:: What you are asked to do ::
Show each line from the listing that includes the word "root".

Start of Block

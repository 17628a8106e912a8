//! The ordered change log produced by one comparison.

use std::fmt;

use crate::change::{Change, ChangeRecord, ChangeType};
use crate::error::{TypeError, TypeResult};
use crate::path::Path;
use crate::value::Value;

/// Changes in emission order.
#[derive(Clone, Debug, Default, PartialEq)]
pub struct ChangeLog {
    changes: Vec<Change>,
}

impl ChangeLog {
    /// Create an empty change log.
    pub fn new() -> Self {
        Self::default()
    }

    pub fn push(&mut self, change: Change) {
        self.changes.push(change);
    }

    pub fn add_create(&mut self, path: Path, to: Value) {
        self.push(Change::Create { path, to });
    }

    pub fn add_update(&mut self, path: Path, from: Value, to: Value) {
        self.push(Change::Update { path, from, to });
    }

    pub fn add_delete(&mut self, path: Path, from: Value) {
        self.push(Change::Delete { path, from });
    }

    /// Record a typed change of the given kind.
    pub fn add(&mut self, change: ChangeType, path: Path, from: Value, to: Value) {
        match change {
            ChangeType::Create => self.add_create(path, to),
            ChangeType::Update => self.add_update(path, from, to),
            ChangeType::Delete => self.add_delete(path, from),
        }
    }

    pub fn add_error(&mut self, path: Path, error: impl fmt::Display) {
        self.push(Change::Error {
            path,
            message: error.to_string(),
        });
    }

    /// Returns `true` if there are no changes.
    pub fn is_empty(&self) -> bool {
        self.changes.is_empty()
    }

    /// Number of changes, errors included.
    pub fn len(&self) -> usize {
        self.changes.len()
    }

    pub fn iter(&self) -> std::slice::Iter<'_, Change> {
        self.changes.iter()
    }

    pub fn changes(&self) -> &[Change] {
        &self.changes
    }

    pub fn into_changes(self) -> Vec<Change> {
        self.changes
    }

    /// Number of create changes.
    pub fn creates(&self) -> usize {
        self.count(Some(ChangeType::Create))
    }

    /// Number of update changes.
    pub fn updates(&self) -> usize {
        self.count(Some(ChangeType::Update))
    }

    /// Number of delete changes.
    pub fn deletes(&self) -> usize {
        self.count(Some(ChangeType::Delete))
    }

    /// Number of error entries.
    pub fn errors(&self) -> usize {
        self.count(None)
    }

    fn count(&self, kind: Option<ChangeType>) -> usize {
        self.changes
            .iter()
            .filter(|c| c.change_type() == kind)
            .count()
    }

    /// Flatten into exportable records tagged with a source and id.
    pub fn to_change_records(&self, source: &str, source_id: &str) -> Vec<ChangeRecord> {
        self.changes
            .iter()
            .map(|c| ChangeRecord::from_change(c, source, source_id))
            .collect()
    }

    /// Render the records as one JSON array, or an empty string when there
    /// are no changes.
    pub fn to_json(&self) -> TypeResult<String> {
        if self.is_empty() {
            return Ok(String::new());
        }
        serde_json::to_string(&self.to_change_records("", ""))
            .map_err(|e| TypeError::Serialization(e.to_string()))
    }
}

impl fmt::Display for ChangeLog {
    fn fmt(&self, f: &mut fmt::Formatter<'_>) -> fmt::Result {
        let json = self.to_json().map_err(|_| fmt::Error)?;
        f.write_str(&json)
    }
}

impl<'a> IntoIterator for &'a ChangeLog {
    type Item = &'a Change;
    type IntoIter = std::slice::Iter<'a, Change>;

    fn into_iter(self) -> Self::IntoIter {
        self.iter()
    }
}

impl IntoIterator for ChangeLog {
    type Item = Change;
    type IntoIter = std::vec::IntoIter<Change>;

    fn into_iter(self) -> Self::IntoIter {
        self.changes.into_iter()
    }
}

impl Extend<Change> for ChangeLog {
    fn extend<I: IntoIterator<Item = Change>>(&mut self, iter: I) {
        self.changes.extend(iter);
    }
}

#[cfg(test)]
mod tests {
    use super::*;
    use serde_json::json;

    fn sample() -> ChangeLog {
        let mut log = ChangeLog::new();
        let root = Path::root();
        log.add_create(root.field("name"), "ada".into());
        log.add_update(root.field("age"), Value::Int(36), Value::Int(37));
        log.add_delete(root.field("tags").element(0), "x".into());
        log.add_error(root.field("id"), "cannot read");
        log
    }

    #[test]
    fn empty_log_renders_nothing() {
        let log = ChangeLog::new();
        assert!(log.is_empty());
        assert_eq!(log.to_json().unwrap(), "");
        assert_eq!(log.to_string(), "");
    }

    #[test]
    fn counters() {
        let log = sample();
        assert_eq!(log.len(), 4);
        assert_eq!(log.creates(), 1);
        assert_eq!(log.updates(), 1);
        assert_eq!(log.deletes(), 1);
        assert_eq!(log.errors(), 1);
    }

    #[test]
    fn add_dispatches_on_type() {
        let mut log = ChangeLog::new();
        log.add(ChangeType::Delete, Path::root().field("a"), Value::Int(1), Value::Null);
        assert_eq!(
            log.changes()[0],
            Change::Delete {
                path: Path::root().field("a"),
                from: Value::Int(1)
            }
        );
    }

    #[test]
    fn records_preserve_order_and_source() {
        let records = sample().to_change_records("accounts", "7");
        let kinds: Vec<&str> = records.iter().map(|r| r.change.as_str()).collect();
        assert_eq!(kinds, ["create", "update", "delete", "error"]);
        assert!(records.iter().all(|r| r.source == "accounts" && r.source_id == "7"));
        assert_eq!(records[3].error.as_deref(), Some("cannot read"));
    }

    #[test]
    fn json_is_one_array() {
        let log = sample();
        let parsed: serde_json::Value = serde_json::from_str(&log.to_json().unwrap()).unwrap();
        assert_eq!(
            parsed[1],
            json!({"path": "age", "change": "update", "from": 36, "to": 37})
        );
        assert_eq!(parsed.as_array().unwrap().len(), 4);
    }
}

End of Block

:: Solution ::
        let root = Path::root();
        log.add_create(root.field("name"), "ada".into());
        log.add_update(root.field("age"), Value::Int(36), Value::Int(37));
        log.add_delete(root.field("tags").element(0), "x".into());
        log.add_error(root.field("id"), "cannot read");
        log.add(ChangeType::Delete, Path::root().field("a"), Value::Int(1), Value::Null);
                path: Path::root().field("a"),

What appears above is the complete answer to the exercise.